Problem requirements -
Show me every line in the listing that has the word "controls".

+-------+

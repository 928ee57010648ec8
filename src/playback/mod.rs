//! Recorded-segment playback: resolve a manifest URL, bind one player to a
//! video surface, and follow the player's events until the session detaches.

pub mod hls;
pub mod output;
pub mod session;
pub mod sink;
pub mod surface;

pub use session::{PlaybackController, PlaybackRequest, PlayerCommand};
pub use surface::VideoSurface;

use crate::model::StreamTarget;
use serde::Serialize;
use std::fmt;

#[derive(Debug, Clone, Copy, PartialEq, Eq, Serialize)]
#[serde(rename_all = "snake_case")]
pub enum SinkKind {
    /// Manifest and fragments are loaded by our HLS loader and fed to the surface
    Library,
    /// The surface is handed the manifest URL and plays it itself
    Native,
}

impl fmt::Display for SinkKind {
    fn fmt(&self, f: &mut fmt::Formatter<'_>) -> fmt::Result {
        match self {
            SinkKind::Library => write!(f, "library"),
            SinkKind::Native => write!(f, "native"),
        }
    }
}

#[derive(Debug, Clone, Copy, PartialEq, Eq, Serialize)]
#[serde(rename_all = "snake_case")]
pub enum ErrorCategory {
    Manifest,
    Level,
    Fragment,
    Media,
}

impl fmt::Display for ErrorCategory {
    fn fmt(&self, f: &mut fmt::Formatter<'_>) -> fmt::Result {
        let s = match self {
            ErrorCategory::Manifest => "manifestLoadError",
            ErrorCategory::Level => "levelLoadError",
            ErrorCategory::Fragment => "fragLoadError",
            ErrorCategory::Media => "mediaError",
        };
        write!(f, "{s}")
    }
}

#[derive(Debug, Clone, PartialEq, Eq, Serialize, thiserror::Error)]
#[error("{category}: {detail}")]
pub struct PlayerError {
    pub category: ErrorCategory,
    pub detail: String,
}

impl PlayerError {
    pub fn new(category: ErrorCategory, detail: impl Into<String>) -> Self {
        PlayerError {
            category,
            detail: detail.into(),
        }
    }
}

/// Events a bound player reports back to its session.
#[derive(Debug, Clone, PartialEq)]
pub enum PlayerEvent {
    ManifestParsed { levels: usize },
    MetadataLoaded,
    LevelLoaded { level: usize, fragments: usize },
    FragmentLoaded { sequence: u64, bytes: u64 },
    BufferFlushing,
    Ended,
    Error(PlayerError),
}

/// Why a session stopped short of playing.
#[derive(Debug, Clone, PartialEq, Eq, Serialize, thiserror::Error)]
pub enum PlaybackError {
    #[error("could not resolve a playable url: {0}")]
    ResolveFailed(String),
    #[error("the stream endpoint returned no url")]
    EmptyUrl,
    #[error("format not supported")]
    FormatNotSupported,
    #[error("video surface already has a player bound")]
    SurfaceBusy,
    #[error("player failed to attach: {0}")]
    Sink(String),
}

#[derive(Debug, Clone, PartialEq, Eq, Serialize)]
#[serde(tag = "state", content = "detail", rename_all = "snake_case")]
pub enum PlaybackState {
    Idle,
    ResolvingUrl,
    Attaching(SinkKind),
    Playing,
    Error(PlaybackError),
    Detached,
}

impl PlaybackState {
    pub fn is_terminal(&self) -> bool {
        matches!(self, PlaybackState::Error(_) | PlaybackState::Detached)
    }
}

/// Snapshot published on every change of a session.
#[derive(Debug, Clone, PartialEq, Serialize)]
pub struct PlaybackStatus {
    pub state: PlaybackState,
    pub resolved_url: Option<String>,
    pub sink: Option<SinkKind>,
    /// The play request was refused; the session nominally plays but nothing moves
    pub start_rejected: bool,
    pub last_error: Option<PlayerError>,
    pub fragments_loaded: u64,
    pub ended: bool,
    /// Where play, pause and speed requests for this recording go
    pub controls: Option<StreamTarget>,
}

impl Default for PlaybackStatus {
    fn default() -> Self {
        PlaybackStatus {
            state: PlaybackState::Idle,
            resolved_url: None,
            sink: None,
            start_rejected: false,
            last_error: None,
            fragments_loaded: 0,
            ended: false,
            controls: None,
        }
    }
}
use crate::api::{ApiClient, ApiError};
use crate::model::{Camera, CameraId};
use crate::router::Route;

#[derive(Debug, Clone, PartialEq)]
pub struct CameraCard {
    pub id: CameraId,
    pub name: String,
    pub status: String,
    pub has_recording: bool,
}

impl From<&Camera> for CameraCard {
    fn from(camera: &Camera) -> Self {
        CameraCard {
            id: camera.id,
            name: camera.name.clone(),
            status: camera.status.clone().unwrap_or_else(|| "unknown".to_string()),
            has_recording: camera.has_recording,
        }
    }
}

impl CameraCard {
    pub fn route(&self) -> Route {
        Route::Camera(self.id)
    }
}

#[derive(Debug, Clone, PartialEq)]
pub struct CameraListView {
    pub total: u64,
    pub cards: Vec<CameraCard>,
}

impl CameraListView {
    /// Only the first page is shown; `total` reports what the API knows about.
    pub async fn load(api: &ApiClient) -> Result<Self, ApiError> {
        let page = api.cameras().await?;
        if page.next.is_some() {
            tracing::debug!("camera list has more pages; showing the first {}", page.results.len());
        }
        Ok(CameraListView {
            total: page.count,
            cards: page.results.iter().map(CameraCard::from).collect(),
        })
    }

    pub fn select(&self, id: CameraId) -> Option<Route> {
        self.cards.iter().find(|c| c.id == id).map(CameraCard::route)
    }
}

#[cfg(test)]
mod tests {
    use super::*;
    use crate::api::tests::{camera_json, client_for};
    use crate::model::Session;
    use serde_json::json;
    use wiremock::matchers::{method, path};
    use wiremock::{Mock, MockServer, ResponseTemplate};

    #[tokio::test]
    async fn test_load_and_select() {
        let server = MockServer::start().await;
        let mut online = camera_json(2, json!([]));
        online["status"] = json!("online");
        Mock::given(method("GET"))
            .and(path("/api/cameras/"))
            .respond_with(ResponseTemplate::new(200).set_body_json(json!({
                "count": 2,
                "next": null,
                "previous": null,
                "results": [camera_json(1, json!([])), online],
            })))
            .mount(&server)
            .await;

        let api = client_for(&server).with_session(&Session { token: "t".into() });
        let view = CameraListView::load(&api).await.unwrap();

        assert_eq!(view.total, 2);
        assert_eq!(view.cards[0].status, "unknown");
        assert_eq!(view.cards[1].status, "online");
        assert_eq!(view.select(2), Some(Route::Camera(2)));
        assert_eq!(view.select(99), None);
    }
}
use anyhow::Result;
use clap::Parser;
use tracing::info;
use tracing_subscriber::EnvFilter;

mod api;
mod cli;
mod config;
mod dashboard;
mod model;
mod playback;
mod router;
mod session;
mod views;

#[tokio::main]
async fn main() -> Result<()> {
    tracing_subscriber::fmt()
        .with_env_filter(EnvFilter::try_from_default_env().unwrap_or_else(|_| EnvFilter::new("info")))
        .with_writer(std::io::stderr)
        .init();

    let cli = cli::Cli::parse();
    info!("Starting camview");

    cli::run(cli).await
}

+-------+

Answer to this exercise -
    pub controls: Option<StreamTarget>,
            controls: None,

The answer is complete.